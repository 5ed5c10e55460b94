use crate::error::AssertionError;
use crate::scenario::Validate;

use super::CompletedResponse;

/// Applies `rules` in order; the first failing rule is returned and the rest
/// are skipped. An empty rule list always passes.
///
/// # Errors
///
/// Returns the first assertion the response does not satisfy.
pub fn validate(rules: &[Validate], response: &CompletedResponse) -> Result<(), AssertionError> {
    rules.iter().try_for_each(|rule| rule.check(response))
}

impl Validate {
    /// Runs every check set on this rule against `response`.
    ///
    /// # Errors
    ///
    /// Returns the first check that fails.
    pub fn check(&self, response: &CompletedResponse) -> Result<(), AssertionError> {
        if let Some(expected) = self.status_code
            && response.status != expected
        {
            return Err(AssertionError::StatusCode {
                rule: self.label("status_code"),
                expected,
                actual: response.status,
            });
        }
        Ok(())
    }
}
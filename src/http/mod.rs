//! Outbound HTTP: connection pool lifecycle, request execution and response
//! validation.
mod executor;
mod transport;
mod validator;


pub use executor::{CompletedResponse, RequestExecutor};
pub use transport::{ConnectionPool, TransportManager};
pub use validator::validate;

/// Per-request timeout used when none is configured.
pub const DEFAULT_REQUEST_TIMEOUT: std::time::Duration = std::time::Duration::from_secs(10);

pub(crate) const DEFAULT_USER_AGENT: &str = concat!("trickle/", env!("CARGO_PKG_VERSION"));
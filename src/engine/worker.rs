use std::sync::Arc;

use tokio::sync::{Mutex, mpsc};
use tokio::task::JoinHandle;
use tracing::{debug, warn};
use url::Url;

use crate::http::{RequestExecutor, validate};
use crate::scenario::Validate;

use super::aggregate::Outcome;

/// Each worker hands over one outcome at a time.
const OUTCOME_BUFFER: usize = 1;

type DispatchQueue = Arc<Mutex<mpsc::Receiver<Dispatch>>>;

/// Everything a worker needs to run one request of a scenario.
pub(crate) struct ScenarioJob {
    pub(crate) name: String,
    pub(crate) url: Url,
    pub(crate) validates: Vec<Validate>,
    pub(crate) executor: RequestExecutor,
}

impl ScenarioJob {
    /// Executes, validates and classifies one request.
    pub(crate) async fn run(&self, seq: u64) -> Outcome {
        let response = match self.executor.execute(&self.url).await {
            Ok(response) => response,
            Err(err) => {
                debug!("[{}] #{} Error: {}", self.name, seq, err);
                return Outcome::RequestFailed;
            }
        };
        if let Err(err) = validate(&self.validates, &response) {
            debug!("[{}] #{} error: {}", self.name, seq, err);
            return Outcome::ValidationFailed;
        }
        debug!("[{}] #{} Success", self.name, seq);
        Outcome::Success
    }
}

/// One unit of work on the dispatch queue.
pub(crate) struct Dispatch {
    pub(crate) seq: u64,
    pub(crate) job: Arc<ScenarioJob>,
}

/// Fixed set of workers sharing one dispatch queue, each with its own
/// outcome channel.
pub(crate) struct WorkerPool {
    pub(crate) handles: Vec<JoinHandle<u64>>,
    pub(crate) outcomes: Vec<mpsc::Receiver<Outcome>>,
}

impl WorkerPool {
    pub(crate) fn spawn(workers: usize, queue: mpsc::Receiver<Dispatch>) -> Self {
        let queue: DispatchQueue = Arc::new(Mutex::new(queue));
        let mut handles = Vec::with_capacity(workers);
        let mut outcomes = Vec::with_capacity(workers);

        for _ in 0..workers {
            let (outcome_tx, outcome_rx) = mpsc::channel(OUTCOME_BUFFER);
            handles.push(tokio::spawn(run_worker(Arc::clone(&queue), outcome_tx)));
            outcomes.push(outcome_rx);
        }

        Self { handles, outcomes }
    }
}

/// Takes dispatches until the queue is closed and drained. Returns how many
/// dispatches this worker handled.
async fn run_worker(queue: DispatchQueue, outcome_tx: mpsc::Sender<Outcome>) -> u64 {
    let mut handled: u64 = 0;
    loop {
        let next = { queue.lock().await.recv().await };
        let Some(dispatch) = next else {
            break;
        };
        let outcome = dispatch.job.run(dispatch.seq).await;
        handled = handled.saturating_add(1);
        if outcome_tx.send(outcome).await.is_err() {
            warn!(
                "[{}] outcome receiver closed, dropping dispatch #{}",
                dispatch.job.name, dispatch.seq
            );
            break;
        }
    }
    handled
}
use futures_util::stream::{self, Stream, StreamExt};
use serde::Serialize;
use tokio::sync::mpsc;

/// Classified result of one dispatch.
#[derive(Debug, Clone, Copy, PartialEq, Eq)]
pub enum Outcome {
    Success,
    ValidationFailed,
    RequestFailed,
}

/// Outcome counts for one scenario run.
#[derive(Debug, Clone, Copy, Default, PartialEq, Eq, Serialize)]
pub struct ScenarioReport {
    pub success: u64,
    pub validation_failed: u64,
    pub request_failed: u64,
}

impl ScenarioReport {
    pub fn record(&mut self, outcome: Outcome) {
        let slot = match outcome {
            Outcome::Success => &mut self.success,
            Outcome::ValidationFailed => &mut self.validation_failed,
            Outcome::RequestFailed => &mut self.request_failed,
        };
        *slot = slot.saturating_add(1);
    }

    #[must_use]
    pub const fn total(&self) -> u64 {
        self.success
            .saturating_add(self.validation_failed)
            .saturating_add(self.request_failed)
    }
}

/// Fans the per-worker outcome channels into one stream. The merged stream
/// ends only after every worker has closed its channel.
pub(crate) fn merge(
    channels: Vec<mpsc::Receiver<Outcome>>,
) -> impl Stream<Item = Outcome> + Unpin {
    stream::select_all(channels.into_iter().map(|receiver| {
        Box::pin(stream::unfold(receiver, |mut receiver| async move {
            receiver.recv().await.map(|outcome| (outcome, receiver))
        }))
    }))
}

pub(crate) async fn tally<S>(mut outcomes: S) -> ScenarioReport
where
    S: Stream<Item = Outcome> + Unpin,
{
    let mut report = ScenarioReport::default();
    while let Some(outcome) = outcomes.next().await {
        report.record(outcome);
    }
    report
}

◆ ◆ ◆ ◆

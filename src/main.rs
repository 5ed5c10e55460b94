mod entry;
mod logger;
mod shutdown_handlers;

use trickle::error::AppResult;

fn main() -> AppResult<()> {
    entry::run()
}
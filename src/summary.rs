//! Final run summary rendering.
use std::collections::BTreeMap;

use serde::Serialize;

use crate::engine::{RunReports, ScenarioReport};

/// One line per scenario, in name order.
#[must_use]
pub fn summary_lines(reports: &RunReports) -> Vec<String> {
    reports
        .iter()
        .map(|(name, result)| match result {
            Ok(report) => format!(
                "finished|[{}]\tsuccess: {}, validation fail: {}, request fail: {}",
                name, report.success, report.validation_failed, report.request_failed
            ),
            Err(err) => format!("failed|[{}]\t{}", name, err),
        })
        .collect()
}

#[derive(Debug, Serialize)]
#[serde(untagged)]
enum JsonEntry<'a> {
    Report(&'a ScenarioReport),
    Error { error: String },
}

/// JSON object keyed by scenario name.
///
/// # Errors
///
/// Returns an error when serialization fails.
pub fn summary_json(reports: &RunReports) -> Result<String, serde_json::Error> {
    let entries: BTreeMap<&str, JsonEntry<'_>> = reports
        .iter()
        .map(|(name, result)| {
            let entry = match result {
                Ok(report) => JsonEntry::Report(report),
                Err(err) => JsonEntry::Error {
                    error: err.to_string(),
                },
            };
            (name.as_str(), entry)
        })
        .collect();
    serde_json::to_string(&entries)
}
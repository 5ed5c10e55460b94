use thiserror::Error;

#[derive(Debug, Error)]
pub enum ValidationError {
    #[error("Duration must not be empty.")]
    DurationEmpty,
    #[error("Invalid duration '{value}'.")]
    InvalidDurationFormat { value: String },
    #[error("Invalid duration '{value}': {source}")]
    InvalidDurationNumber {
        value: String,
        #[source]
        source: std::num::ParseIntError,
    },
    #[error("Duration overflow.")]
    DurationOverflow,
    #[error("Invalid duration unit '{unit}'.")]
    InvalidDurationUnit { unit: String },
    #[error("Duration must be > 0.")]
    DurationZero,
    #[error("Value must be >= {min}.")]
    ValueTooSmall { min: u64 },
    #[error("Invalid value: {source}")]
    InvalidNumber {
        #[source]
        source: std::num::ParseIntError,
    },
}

◆ ◆ ◆ ◆

*Action item:* Where the line holding "execution and response" appears in the listing above, start reproducing exactly, and end with the line holding "if let Err(err)".

*Task answer:*
//! Outbound HTTP: connection pool lifecycle, request execution and response
//! validation.
mod executor;
mod transport;
mod validator;


pub use executor::{CompletedResponse, RequestExecutor};
pub use transport::{ConnectionPool, TransportManager};
pub use validator::validate;

/// Per-request timeout used when none is configured.
pub const DEFAULT_REQUEST_TIMEOUT: std::time::Duration = std::time::Duration::from_secs(10);

pub(crate) const DEFAULT_USER_AGENT: &str = concat!("trickle/", env!("CARGO_PKG_VERSION"));
filename src/engine/worker.rs
use std::sync::Arc;

use tokio::sync::{Mutex, mpsc};
use tokio::task::JoinHandle;
use tracing::{debug, warn};
use url::Url;

use crate::http::{RequestExecutor, validate};
use crate::scenario::Validate;

use super::aggregate::Outcome;

/// Each worker hands over one outcome at a time.
const OUTCOME_BUFFER: usize = 1;

type DispatchQueue = Arc<Mutex<mpsc::Receiver<Dispatch>>>;

/// Everything a worker needs to run one request of a scenario.
pub(crate) struct ScenarioJob {
    pub(crate) name: String,
    pub(crate) url: Url,
    pub(crate) validates: Vec<Validate>,
    pub(crate) executor: RequestExecutor,
}

impl ScenarioJob {
    /// Executes, validates and classifies one request.
    pub(crate) async fn run(&self, seq: u64) -> Outcome {
        let response = match self.executor.execute(&self.url).await {
            Ok(response) => response,
            Err(err) => {
                debug!("[{}] #{} Error: {}", self.name, seq, err);
                return Outcome::RequestFailed;
            }
        };
        if let Err(err) = validate(&self.validates, &response) {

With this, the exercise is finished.